Вот видите? Вы, конечно, рассудительно скажете, что, вместо всей этой болтовни, «он» мог бы давно уже кое-что рассказать интересное из обещанных тем. Но моя болтовня является свидетельством сам не знаю откуда пришедшего хорошего настроения, которым я хочу заразить и Вас — на случай, если мое письмо застанет «графиню» в невозмутимом и безразличном состоянии духа.
Ваш И. Д.
До очень скорого письменного свидания!
[Саки, 20 апреля 1948 г.]
Мой дорогой, горячо любимый маркиз!
Правда, в горячей любви графиня маркизу никогда, конечно, не объяснялась, но чувство его не обмануло: он действительно любим. И, откидывая прочь Вашу милую уловку, (...) пренебрегая всеми условностями (все так необычно в наших отношениях!), я могу действительно признаться в любви не только к композитору, но и к человеку (не к мужчине).
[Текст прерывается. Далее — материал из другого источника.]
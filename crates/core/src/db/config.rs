use std::path::PathBuf;

use serde::{Deserialize, Serialize};

use crate::pipeline::{EngineConfig, PassConfig};

/// Database configuration.
#[derive(Debug, Clone, Serialize, Deserialize)]
pub struct DbConfig {
    /// Path to the project database file (typically relative to project root).
    pub path: String,
}

impl DbConfig {
    pub fn new(path: impl Into<String>) -> Self {
        Self { path: path.into() }
    }
}

fn default_log_dir() -> PathBuf {
    PathBuf::from("logs")
}

/// Serializable configuration describing a protoscope project.
///
/// This lives at `.protoscope/project.json` in the project root. Relative
/// paths are resolved against the root.
#[derive(Debug, Clone, Serialize, Deserialize)]
pub struct ProjectConfig {
    /// Human-friendly project name.
    pub name: String,
    /// Optional description / notes.
    pub description: Option<String>,
    /// Schema/config version. This is about the config format.
    pub config_version: String,
    /// Database configuration (path is typically relative to project root).
    pub db: DbConfig,
    /// Directory shared by every pass for its artifacts.
    #[serde(default = "default_log_dir")]
    pub log_dir: PathBuf,
    /// Instrumentation engine settings.
    #[serde(default)]
    pub engine: EngineConfig,
    /// Passes in registration order.
    #[serde(default)]
    pub passes: Vec<PassConfig>,
    /// Ground-truth prototype database (JSON or YAML).
    #[serde(default, skip_serializing_if = "Option::is_none")]
    pub prototypes: Option<PathBuf>,
}

impl ProjectConfig {
    /// Create a configuration with the default arity > type > couple chain.
    pub fn new(name: impl Into<String>, db_path: impl Into<String>) -> Self {
        let pass = |name: &str, prev: Option<&str>| PassConfig {
            name: name.to_string(),
            src_path: PathBuf::from(format!("pintool/{name}.cpp")),
            obj_path: PathBuf::from(format!("pintool/obj/{name}.so")),
            prev_step: prev.map(str::to_string),
        };
        Self {
            name: name.into(),
            description: None,
            config_version: "0.1.0".to_string(),
            db: DbConfig::new(db_path),
            log_dir: default_log_dir(),
            engine: EngineConfig::default(),
            passes: vec![
                pass("arity", None),
                pass("type", Some("arity")),
                pass("couple", Some("type")),
            ],
            prototypes: None,
        }
    }
}
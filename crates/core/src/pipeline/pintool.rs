use std::ffi::OsString;
use std::fmt;
use std::fs;
use std::path::{Path, PathBuf};
use std::process::{Command, Stdio};
use std::sync::Arc;
use std::time::{Duration, Instant};

use chrono::Utc;
use serde::Serialize;

use crate::analysis::Analysis;
use crate::model::{ArtifactKind, LogArtifact, Pass, PassKind};
use crate::pipeline::artifacts::{artifact_path, resolve_latest};
use crate::pipeline::{EngineConfig, PintoolConfig, PipelineError, PipelineResult, Sink};

/// Per-launch switches.
#[derive(Debug, Clone, Copy, PartialEq, Eq)]
pub struct LaunchOptions {
    /// Emit the command line and timing through the stdout sink.
    pub verbose: bool,
    /// Redirect the instrumented process's stdout/stderr into a `.log` artifact.
    pub transcript: bool,
}

impl Default for LaunchOptions {
    fn default() -> Self {
        Self { verbose: true, transcript: false }
    }
}

/// What one instrumented run produced.
///
/// `exit_code` is recorded only: a failing instrumented run is not turned
/// into an error at this layer.
#[derive(Debug, Clone, Serialize)]
pub struct LaunchOutcome {
    pub results: LogArtifact,
    pub debug: LogArtifact,
    pub transcript: Option<LogArtifact>,
    /// Predecessor results handed to the engine with `-i`.
    pub input: Option<PathBuf>,
    pub command: String,
    pub duration: Duration,
    pub exit_code: Option<i32>,
}

/// One configured pass: its instrumentation module and where its artifacts go.
pub struct Pintool {
    pass: Pass,
    src_path: PathBuf,
    obj_path: PathBuf,
    engine: EngineConfig,
    log_dir: PathBuf,
    stdout: Sink,
    stderr: Sink,
}

fn require(value: &Path, param: &str) -> PipelineResult<()> {
    if value.as_os_str().is_empty() {
        return Err(PipelineError::Config(format!("parameter {param} expected")));
    }
    Ok(())
}

fn log_stdout() -> Sink {
    Arc::new(|msg: &str| log::info!("{msg}"))
}

fn log_stderr() -> Sink {
    Arc::new(|msg: &str| log::error!("{msg}"))
}

/// Render a command as a single shell-like line for display.
pub(crate) fn render_command(cmd: &Command) -> String {
    let mut parts = vec![cmd.get_program().to_string_lossy().to_string()];
    parts.extend(cmd.get_args().map(|a| a.to_string_lossy().to_string()));
    parts.join(" ")
}

impl Pintool {
    /// Validate `config` and bind it to a registered pass.
    pub fn new(config: PintoolConfig, pass: Pass) -> PipelineResult<Self> {
        if config.name.trim().is_empty() {
            return Err(PipelineError::Config("parameter name expected".into()));
        }
        require(&config.src_path, "src_path")?;
        require(&config.obj_path, "obj_path")?;
        require(&config.log_dir, "log_dir")?;
        require(&config.engine.bin, "engine.bin")?;
        require(&config.engine.path, "engine.path")?;
        if config.name != pass.kind.as_str() {
            return Err(PipelineError::Config(format!(
                "config for '{}' bound to pass {}",
                config.name, pass.kind
            )));
        }

        Ok(Self {
            pass,
            src_path: config.src_path,
            obj_path: config.obj_path,
            engine: config.engine,
            log_dir: config.log_dir,
            stdout: config.on_stdout.unwrap_or_else(log_stdout),
            stderr: config.on_stderr.unwrap_or_else(log_stderr),
        })
    }

    pub fn pass(&self) -> Pass {
        self.pass
    }

    pub fn code(&self) -> usize {
        self.pass.code
    }

    pub fn prev_step(&self) -> Option<PassKind> {
        self.pass.prev
    }

    pub fn src_path(&self) -> &Path {
        &self.src_path
    }

    pub fn obj_path(&self) -> &Path {
        &self.obj_path
    }

    pub fn engine(&self) -> &EngineConfig {
        &self.engine
    }

    pub fn log_dir(&self) -> &Path {
        &self.log_dir
    }

    pub(crate) fn say(&self, msg: &str) {
        (self.stdout)(msg);
    }

    pub(crate) fn complain(&self, msg: &str) {
        (self.stderr)(msg);
    }

    fn output_artifact(&self, binary: &Path, timestamp: i64, kind: ArtifactKind) -> LogArtifact {
        LogArtifact {
            pass: self.pass.kind,
            binary: binary.to_path_buf(),
            timestamp,
            path: artifact_path(&self.log_dir, binary, self.pass.kind, timestamp, kind),
            kind,
        }
    }

    /// Results of the predecessor pass for `binary`; `None` for an entry pass.
    pub fn input_logfile(&self, binary: &Path) -> PipelineResult<Option<PathBuf>> {
        let Some(prev) = self.pass.prev else {
            return Ok(None);
        };
        match resolve_latest(&self.log_dir, prev, binary)? {
            Some(path) => Ok(Some(path)),
            None => Err(self.report(PipelineError::MissingPredecessor {
                pass: self.pass.kind,
                required: prev,
                binary: binary.display().to_string(),
            })),
        }
    }

    /// This pass's own most recent results for `binary`.
    pub fn latest_results(&self, binary: &Path) -> PipelineResult<PathBuf> {
        resolve_latest(&self.log_dir, self.pass.kind, binary)?.ok_or_else(|| {
            self.report(PipelineError::NoResults {
                pass: self.pass.kind,
                binary: binary.display().to_string(),
            })
        })
    }

    fn report(&self, err: PipelineError) -> PipelineError {
        self.complain(&err.to_string());
        err
    }

    /// Engine invocation:
    /// `<bin> [cli-options] -t <module> -o <results> -logfile <debug> [-i <input>] -- <binary> <args>`.
    pub fn command(
        &self,
        binary: &Path,
        args: &[String],
        results: &Path,
        debug: &Path,
        input: Option<&Path>,
    ) -> Command {
        let mut cmd = Command::new(&self.engine.bin);
        if let Some(opts) = &self.engine.cli_options {
            cmd.args(opts.split_whitespace());
        }
        cmd.arg("-t").arg(&self.obj_path);
        cmd.arg("-o").arg(results);
        cmd.arg("-logfile").arg(debug);
        if let Some(input) = input {
            cmd.arg("-i").arg(input);
        }
        cmd.arg("--").arg(binary);
        cmd.args(args.iter().map(OsString::from));
        cmd
    }

    /// Run the pass on `binary`, blocking until the instrumented process exits.
    pub fn launch(
        &self,
        binary: &Path,
        args: &[String],
        options: LaunchOptions,
    ) -> PipelineResult<LaunchOutcome> {
        if !binary.is_file() {
            return Err(PipelineError::MissingBinary(binary.to_path_buf()));
        }

        let timestamp = Utc::now().timestamp();
        let results = self.output_artifact(binary, timestamp, ArtifactKind::Results);
        let debug = self.output_artifact(binary, timestamp, ArtifactKind::Debug);
        let input = self.input_logfile(binary)?;

        fs::create_dir_all(&self.log_dir).map_err(PipelineError::io(format!(
            "Failed to create log dir {}",
            self.log_dir.display()
        )))?;

        let mut cmd = self.command(binary, args, &results.path, &debug.path, input.as_deref());
        let command = render_command(&cmd);

        let transcript = if options.transcript {
            let artifact = self.output_artifact(binary, timestamp, ArtifactKind::Log);
            let out = fs::File::create(&artifact.path).map_err(PipelineError::io(format!(
                "Failed to create transcript {}",
                artifact.path.display()
            )))?;
            let err = out.try_clone().map_err(PipelineError::io("Failed to share transcript"))?;
            cmd.stdout(Stdio::from(out)).stderr(Stdio::from(err));
            Some(artifact)
        } else {
            None
        };

        if options.verbose {
            self.say(&command);
        }
        log::info!("launching {} inference on {}", self.pass.kind, binary.display());

        let start = Instant::now();
        let status = cmd
            .status()
            .map_err(PipelineError::io(format!("Failed to spawn {}", self.engine.bin.display())))?;
        let duration = start.elapsed();

        // Exit status is recorded, not enforced.
        log::debug!("{} inference on {} exited with {status}", self.pass.kind, binary.display());

        if options.verbose {
            self.say(&format!("Inference results logged in {}", results.path.display()));
            self.say(&format!("Execution time: {:.6}s", duration.as_secs_f64()));
        }

        Ok(LaunchOutcome {
            results,
            debug,
            transcript,
            input,
            command,
            duration,
            exit_code: status.code(),
        })
    }

    /// Parse this pass's latest results for `binary` with the matching evaluator.
    pub fn analysis(&self, binary: &Path) -> PipelineResult<Analysis> {
        let logfile = self.latest_results(binary)?;
        Ok(Analysis::load(self.pass.kind, binary, &logfile)?)
    }
}

impl fmt::Debug for Pintool {
    fn fmt(&self, f: &mut fmt::Formatter<'_>) -> fmt::Result {
        f.debug_struct("Pintool")
            .field("pass", &self.pass)
            .field("src_path", &self.src_path)
            .field("obj_path", &self.obj_path)
            .field("engine", &self.engine)
            .field("log_dir", &self.log_dir)
            .finish_non_exhaustive()
    }
}

impl fmt::Display for Pintool {
    fn fmt(&self, f: &mut fmt::Formatter<'_>) -> fmt::Result {
        f.write_str(self.pass.kind.as_str())
    }
}
use std::path::{Path, PathBuf};
use std::sync::Arc;

use anyhow::{anyhow, Context, Result};

use crate::db::{open_project_db, ProjectConfig, ProjectDb, ProjectLayout};
use crate::pipeline::{Pipeline, PintoolConfig, Sink};
use crate::truth::PrototypeDb;

/// Convenience wrapper bundling layout, config, db path, and an open ProjectDb.
#[derive(Debug)]
pub struct ProjectContext {
    pub layout: ProjectLayout,
    pub config: ProjectConfig,
    pub db_path: PathBuf,
    pub db: ProjectDb,
}

impl ProjectContext {
    /// Load project config and open the database for a given root.
    pub fn from_root(root: impl AsRef<Path>) -> Result<Self> {
        let layout = ProjectLayout::new(root);
        let (config, db_path, db) = open_project_db(&layout)?;
        Ok(Self { layout, config, db_path, db })
    }

    pub fn log_dir(&self) -> PathBuf {
        self.layout.resolve(&self.config.log_dir)
    }

    /// Pintool configurations for every configured pass, paths resolved.
    pub fn pintool_configs(&self) -> Vec<PintoolConfig> {
        self.config
            .passes
            .iter()
            .map(|p| {
                PintoolConfig::from_pass_config(
                    p,
                    &self.config.engine,
                    &self.config.log_dir,
                    &self.layout.root,
                )
            })
            .collect()
    }

    /// Register the configured passes in order.
    pub fn pipeline(&self) -> Result<Pipeline> {
        Pipeline::new(self.pintool_configs()).context("Failed to configure pass pipeline")
    }

    /// Same as `pipeline`, with every pass reporting through the given sinks.
    pub fn pipeline_with_sinks(&self, stdout: Sink, stderr: Sink) -> Result<Pipeline> {
        let configs = self
            .pintool_configs()
            .into_iter()
            .map(|c| c.with_sinks(Arc::clone(&stdout), Arc::clone(&stderr)))
            .collect();
        Pipeline::new(configs).context("Failed to configure pass pipeline")
    }

    /// Load the configured ground-truth prototypes.
    pub fn ground_truth(&self) -> Result<PrototypeDb> {
        let path = self
            .config
            .prototypes
            .as_ref()
            .ok_or_else(|| anyhow!("No prototype database configured (set \"prototypes\")"))?;
        Ok(PrototypeDb::load(&self.layout.resolve(path))?)
    }
}
use anyhow::{bail, Context, Result};
use protoscope_core::pipeline::BuildOptions;

use crate::commands::{build_and_record, console_pipeline, open_context, parse_pass, record_build};

/// Build every configured pass, or only `passes` when given.
///
/// All selected passes are attempted; the command fails afterwards if any
/// build did.
pub fn build_command(root: &str, passes: &[String], options: BuildOptions) -> Result<()> {
    let ctx = open_context(root)?;
    let pipeline = console_pipeline(&ctx)?;

    let mut failed = Vec::new();
    if passes.is_empty() {
        let outcomes = pipeline.build_all(options).context("Failed to build pintools")?;
        for (kind, outcome) in outcomes {
            record_build(&ctx.db, pipeline.pintool(kind)?, options, outcome)?;
            if !outcome.succeeded() {
                failed.push(kind.to_string());
            }
        }
    } else {
        let selected = passes
            .iter()
            .map(|p| Ok(pipeline.pintool(parse_pass(p)?)?))
            .collect::<Result<Vec<_>>>()?;
        for tool in selected {
            let outcome = build_and_record(&ctx.db, tool, options)?;
            if !outcome.succeeded() {
                failed.push(tool.pass().kind.to_string());
            }
        }
    }

    if !failed.is_empty() {
        bail!("Build failed for: {}", failed.join(", "));
    }
    Ok(())
}
#![allow(dead_code)]

use std::fs;
use std::path::{Path, PathBuf};
use std::time::{Duration, SystemTime};

use protoscope_core::pipeline::{EngineConfig, Pipeline, PintoolConfig};

/// Engine stand-in run as `/bin/sh <script> ...`: writes one arity line to the
/// `-o` file and the `-i` input path to the `-logfile` file.
pub const FAKE_ENGINE: &str = r#"
out=""; dbg=""; inp=""
while [ $# -gt 0 ]; do
  case "$1" in
    -o) out="$2"; shift ;;
    -logfile) dbg="$2"; shift ;;
    -i) inp="$2"; shift ;;
    --) break ;;
  esac
  shift
done
echo "input=$inp" > "$dbg"
echo "/bin/true:4096:main:2:0:0:0:1" > "$out"
echo "engine ran"
exit 3
"#;

pub fn touch_with_mtime(path: &Path, secs: u64) {
    fs::write(path, b"").unwrap();
    let file = fs::File::options().write(true).open(path).unwrap();
    file.set_modified(SystemTime::UNIX_EPOCH + Duration::from_secs(secs)).unwrap();
}

/// An engine config that runs `FAKE_ENGINE` through `/bin/sh`.
pub fn fake_engine(dir: &Path) -> EngineConfig {
    let script = dir.join("fake_engine.sh");
    fs::write(&script, FAKE_ENGINE).unwrap();
    EngineConfig {
        bin: PathBuf::from("/bin/sh"),
        path: dir.join("pin"),
        cli_options: Some(script.display().to_string()),
        compile_flags: None,
        compile_flags_var: None,
        make: None,
    }
}

/// Engine settings that are never executed.
pub fn inert_engine() -> EngineConfig {
    EngineConfig { bin: "pin".into(), path: "/opt/pin".into(), ..Default::default() }
}

/// arity > type > couple over `log_dir`.
pub fn chain(dir: &Path, engine: EngineConfig, log_dir: &Path) -> Pipeline {
    let cfg = |name: &str| {
        PintoolConfig::new(
            name,
            dir.join(format!("src/{name}.cpp")),
            dir.join(format!("obj/{name}.so")),
            engine.clone(),
            log_dir,
        )
    };
    Pipeline::new(vec![
        cfg("arity"),
        cfg("type").with_prev_step("arity"),
        cfg("couple").with_prev_step("type"),
    ])
    .expect("pipeline")
}
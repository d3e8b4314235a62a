use std::path::PathBuf;

use anyhow::{Context, Result};

use crate::db::{ProjectConfig, ProjectDb, ProjectLayout};

/// Load the project config JSON from disk for a given layout.
pub fn load_project_config(layout: &ProjectLayout) -> Result<ProjectConfig> {
    let config_json = std::fs::read_to_string(&layout.project_config_path).with_context(|| {
        format!("Failed to read project config at {}", layout.project_config_path.display())
    })?;
    let config: ProjectConfig =
        serde_json::from_str(&config_json).context("Failed to parse project config JSON")?;
    Ok(config)
}

/// Resolve the DB path (respecting relative/absolute config) and open a ProjectDb.
pub fn open_project_db(layout: &ProjectLayout) -> Result<(ProjectConfig, PathBuf, ProjectDb)> {
    let config = load_project_config(layout)?;
    let db_path = layout.resolve(std::path::Path::new(&config.db.path));
    let db = ProjectDb::open(&db_path)
        .with_context(|| format!("Failed to open project database at {}", db_path.display()))?;
    Ok((config, db_path, db))
}
use std::path::Path;
use std::sync::Arc;

use anyhow::{anyhow, Context, Result};
use chrono::{SecondsFormat, Utc};
use protoscope_core::db::{BuildRecord, ProjectContext, ProjectDb};
use protoscope_core::model::PassKind;
use protoscope_core::pipeline::{BuildOptions, BuildOutcome, Pintool, Pipeline};

use crate::canonicalize_or_current;

/// Load the project rooted at `root` (config + open DB).
pub fn open_context(root: &str) -> Result<ProjectContext> {
    let root_path = canonicalize_or_current(root)?;
    ProjectContext::from_root(&root_path)
}

/// The configured pipeline, with pass messages written to the console.
pub fn console_pipeline(ctx: &ProjectContext) -> Result<Pipeline> {
    ctx.pipeline_with_sinks(Arc::new(|msg: &str| println!("{msg}")), Arc::new(|msg: &str| eprintln!("{msg}")))
}

pub fn parse_pass(name: &str) -> Result<PassKind> {
    name.parse::<PassKind>().map_err(|e| anyhow!(e))
}

/// Current time as an RFC 3339 string, as stored in the project DB.
pub fn now_timestamp() -> String {
    Utc::now().to_rfc3339_opts(SecondsFormat::Secs, true)
}

/// Build `tool` and record the outcome in the project DB.
pub fn build_and_record(db: &ProjectDb, tool: &Pintool, options: BuildOptions) -> Result<BuildOutcome> {
    let outcome = tool
        .ensure_built(options)
        .with_context(|| format!("Failed to build {} pintool", tool.pass().kind))?;
    record_build(db, tool, options, outcome)?;
    Ok(outcome)
}

/// Store one build outcome in the project DB.
pub fn record_build(
    db: &ProjectDb,
    tool: &Pintool,
    options: BuildOptions,
    outcome: BuildOutcome,
) -> Result<()> {
    db.insert_build(&BuildRecord {
        pass: tool.pass().kind.to_string(),
        variant: tool.variant_name(options),
        outcome: outcome.as_str().to_string(),
        finished_at: now_timestamp(),
    })
    .context("Failed to record build")?;
    Ok(())
}

/// Helper to print whether a path exists.
pub fn print_path_status(label: &str, path: &Path) {
    let exists = path.exists();
    println!("- {label}: {} ({})", if exists { "OK" } else { "MISSING" }, path.display());
}
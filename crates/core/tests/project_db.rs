use protoscope_core::db::{
    BuildRecord, DbError, LaunchRecord, ProjectDb, CURRENT_SCHEMA_VERSION,
};

fn launch(pass: &str, exit_code: Option<i32>) -> LaunchRecord {
    LaunchRecord {
        pass: pass.to_string(),
        binary: "/usr/bin/grep".to_string(),
        binary_hash: Some("abc123".to_string()),
        results_path: format!("logs/grep_{pass}_1700000000.results"),
        debug_path: format!("logs/grep_{pass}_1700000000.dbg"),
        input_path: None,
        exit_code,
        duration_ms: 1250,
        started_at: "2024-01-01T00:00:00Z".to_string(),
    }
}

#[test]
fn fresh_db_is_at_current_schema() {
    let temp = tempfile::tempdir().unwrap();
    let db = ProjectDb::open(&temp.path().join("project.db")).unwrap();
    let version: i32 =
        db.connection().query_row("PRAGMA user_version;", [], |row| row.get(0)).unwrap();
    assert_eq!(version, CURRENT_SCHEMA_VERSION);
}

#[test]
fn launches_round_trip_and_filter_by_pass() {
    let temp = tempfile::tempdir().unwrap();
    let db_path = temp.path().join("project.db");
    {
        let db = ProjectDb::open(&db_path).unwrap();
        db.insert_launch(&launch("arity", Some(0))).unwrap();
        let mut typed = launch("type", None);
        typed.input_path = Some("logs/grep_arity_1700000000.results".to_string());
        db.insert_launch(&typed).unwrap();
        db.insert_launch(&launch("arity", Some(139))).unwrap();
    }

    // Reopening must not re-run migrations destructively.
    let db = ProjectDb::open(&db_path).unwrap();
    let all = db.list_launches(None).unwrap();
    assert_eq!(all.len(), 3);
    assert_eq!(all[1].input_path.as_deref(), Some("logs/grep_arity_1700000000.results"));
    assert_eq!(all[1].exit_code, None);

    let arity = db.list_launches(Some("arity")).unwrap();
    assert_eq!(arity.len(), 2);
    assert_eq!(arity[1].exit_code, Some(139));
    assert!(db.list_launches(Some("couple")).unwrap().is_empty());
}

#[test]
fn builds_are_listed_in_insertion_order() {
    let temp = tempfile::tempdir().unwrap();
    let db = ProjectDb::open(&temp.path().join("project.db")).unwrap();
    for (pass, outcome) in [("arity", "rebuilt"), ("type", "failed")] {
        db.insert_build(&BuildRecord {
            pass: pass.to_string(),
            variant: format!("{pass}-release"),
            outcome: outcome.to_string(),
            finished_at: "2024-01-01T00:00:00Z".to_string(),
        })
        .unwrap();
    }
    let builds = db.list_builds().unwrap();
    let summary: Vec<_> = builds.iter().map(|b| (b.variant.as_str(), b.outcome.as_str())).collect();
    assert_eq!(summary, vec![("arity-release", "rebuilt"), ("type-release", "failed")]);
}

#[test]
fn newer_schema_is_rejected() {
    let temp = tempfile::tempdir().unwrap();
    let db_path = temp.path().join("project.db");
    {
        let conn = rusqlite::Connection::open(&db_path).unwrap();
        conn.execute_batch("PRAGMA user_version = 99;").unwrap();
    }
    match ProjectDb::open(&db_path) {
        Err(DbError::UnsupportedSchemaVersion { found, max_supported, .. }) => {
            assert_eq!(found, 99);
            assert_eq!(max_supported, CURRENT_SCHEMA_VERSION);
        }
        other => panic!("expected schema error, got {other:?}"),
    }
}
И я иногда немного грущу о том, что моего чувства и моей преданности Вам никогда не узнать и не оценить в полной мере, потому что Вы — баловень судьбы, а истинное чувство всегда проверяется в беде. Другое дело, если бы Вы были несчастны, одиноки, забыты и покинуты всеми, но этого, слава богу, никогда не будет, поэтому печаль моя светла и прозрачна, как слеза ребенка, и неизменно переходит в радость (вот где диалектика-то!).